Le crépuscule. A l'ouest, derrière les montages, dans un dernier rougeoiement, le soleil terminait son lent déclin. La nuit. La nuit avec sa magie, ses ombres inquiétantes, son calme et sa compagne: toute de blanc vêtue, ronde, pleine, mystérieuse, la Lune!

La Lune...

Elle montait doucement, faisant scintiller deux petits nuages qui s'attardaient paresseusement pour la contempler. A ce moment, elle ne dépassait que les cimes hautes de la Forêt Noire. Elle s'amusait avec les branches dénudées des arbres pour créer de mystérieux jeux d'ombres. Mais plus tard, elle serait haute dans le firmament étoilé et alors...

* * *

Pierrot était soucieux. C'était pourtant l'un des moments de la journée qu'il affectionnait le plus: juste avant de s'endormir, il buvait une tisane, confortablement installé dans un grand fauteuil douillettement cousiné. Mais le front plissé par le froncement de ses sourcils épais et broussailleux trahissait son inquiétude. Et il avait raison de se faire du soucis.

Il avait perdu la plume de Criveïn le Poète.

Pierrot était un Elfe. Et un jeune Elfe: à peine 120 ans. Et c'était cette jeunesse qui lui causait tant de problèmes. Il était instable et se jetait corps et âme dans toutes sortes de projets qu'il abandonnait après quelque temps. Et encore, si ça n'était que cela! Pour couronner le tout, il était très distrait et il passait son temps à oublier les besognes qu'il devait faire et en plus, il perdait tout.
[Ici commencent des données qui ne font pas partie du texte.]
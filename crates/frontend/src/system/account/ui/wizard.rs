use contracts::system::account::{AccountAction, AccountRole, WizardOutcome, WizardState, WizardStep, REASON_MAX_CHARS};
use leptos::prelude::*;
use leptos::task::spawn_local;

use crate::shared::files::{format_size, selected_file, FileName};
use crate::shared::i18n::t;
use crate::shared::icons::icon;
use crate::shared::locale::use_locale;
use crate::shared::services::use_services;

/// Two-step wizard (reason, then result) for one role and action
#[component]
pub fn AccountLifecycleWizard(role: AccountRole, action: AccountAction) -> impl IntoView {
    let services = use_services();
    let locale = use_locale();
    let lang = move || locale.language.get();

    let state = RwSignal::new(WizardState::new(role, action));
    let problem = RwSignal::new(None::<String>);
    let attachment = StoredValue::new_local(None::<web_sys::File>);
    let attachment_name = RwSignal::new(None::<String>);

    let submit = move |_| {
        let mut current = state.get_untracked();
        let request = match current.begin_submit() {
            Ok(request) => request,
            Err(message) => {
                problem.set(Some(message));
                return;
            }
        };
        state.set(current);
        problem.set(None);

        let api = services.with_value(|s| s.account.clone());
        let file = if action.accepts_attachment() { attachment.get_value() } else { None };
        let lang = locale.current();
        spawn_local(async move {
            let result = api.submit(role, action, &request, file, lang).await;
            let _ = state.try_update(|s| s.finish(result.map(|r| r.message).map_err(|e| e.summary())));
        });
    };

    let reset = move |_| {
        state.update(WizardState::reset);
        attachment.set_value(None);
        attachment_name.set(None);
        problem.set(None);
    };

    let reason_step = move || {
        view! {
            <div class="wizard__step">
                {(action == AccountAction::Transfer).then(|| view! {
                    <div class="info-box">
                        {move || format!("{}: {}", t(lang(), "transfer_to"), t(lang(), role.transfer_target().as_path()))}
                    </div>
                })}
                <div class="form__group">
                    <label class="form__label" for="reason">{move || t(lang(), "reason")}</label>
                    <textarea
                        class="form__textarea"
                        id="reason"
                        rows="5"
                        maxlength=REASON_MAX_CHARS.to_string()
                        prop:value=move || state.with(|s| s.reason.clone())
                        prop:disabled=move || state.with(|s| s.submitting)
                        on:input=move |ev| state.update(|s| s.set_reason(event_target_value(&ev)))
                    />
                    <small class="form__hint">
                        {move || format!("{} / {}", state.with(|s| s.reason.chars().count()), REASON_MAX_CHARS)}
                    </small>
                </div>
                {action.accepts_attachment().then(|| view! {
                    <div class="form__group">
                        <label class="form__label" for="attachment">{move || t(lang(), "attachment")}</label>
                        <input
                            type="file"
                            id="attachment"
                            on:change=move |ev| {
                                let file = selected_file(&ev);
                                attachment_name.set(file.as_ref().map(|f| format!("{} ({})", f.name(), format_size(f.size()))));
                                attachment.set_value(file);
                            }
                        />
                        <FileName name=attachment_name />
                    </div>
                })}
                {move || problem.get().map(|p| view! { <div class="warning-box text-error">{p}</div> })}
                <button
                    class="button button--primary"
                    prop:disabled=move || !state.with(WizardState::can_submit)
                    on:click=submit
                >
                    {icon("check")}
                    {move || t(lang(), "submit")}
                </button>
            </div>
        }
    };

    let result_step = move || {
        let outcome = state.with(|s| s.outcome.clone());
        match outcome {
            Some(WizardOutcome::Success(message)) => view! {
                <div class="wizard__step">
                    <div class="info-box text-success">
                        <strong>{t(lang(), "request_sent")}</strong>
                        <p>{message}</p>
                    </div>
                    <button class="button button--secondary" on:click=reset>{t(lang(), "start_over")}</button>
                </div>
            }
            .into_any(),
            Some(WizardOutcome::Failed(message)) => view! {
                <div class="wizard__step">
                    <div class="warning-box text-error">
                        <strong>{t(lang(), "request_failed")}</strong>
                        <p>{message}</p>
                    </div>
                    <button class="button button--primary" on:click=move |_| state.update(WizardState::retry)>
                        {t(lang(), "retry")}
                    </button>
                </div>
            }
            .into_any(),
            None => ().into_any(),
        }
    };

    view! {
        <div class="wizard">
            <ol class="wizard__steps">
                <li class:wizard__steps-item--active=move || state.with(|s| s.step == WizardStep::Reason)>
                    {move || t(lang(), "step_reason")}
                </li>
                <li class:wizard__steps-item--active=move || state.with(|s| s.step == WizardStep::Result)>
                    {move || t(lang(), "step_result")}
                </li>
            </ol>
            {move || match state.with(|s| s.step) {
                WizardStep::Reason => reason_step().into_any(),
                WizardStep::Result => result_step(),
            }}
        </div>
    }
}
Et c'était justement la perte de cette fameuse plume qui le mettait dans un tel embarras. Perdre la plume que le doyen des doyens des Elfes, Pergrïen, avait donné avec tant de bonté à Criveïn.

"Il faut vraiment que je sois dans la lune pour perdre un tel objet précieux" se dit Pierrot. Il était vraiment désespéré. Il devait justement remettre la plume au Poète le lendemain. Il avait cherché partout et il n'avait rien trouvé. Pierrot ne se rappelait même plus où et quand il l'avait égaré.

Il se résigna à apprendre la triste nouvelle à Criveïn au moment où il devait remettre la plume. Et dire qu'il avait emprunté le cadeau de Pergrïen parce qu'il désirait devenir poète comme Criveïn. Mais ça n'avait été qu'une passade et maintenant, il voulait devenir astronome.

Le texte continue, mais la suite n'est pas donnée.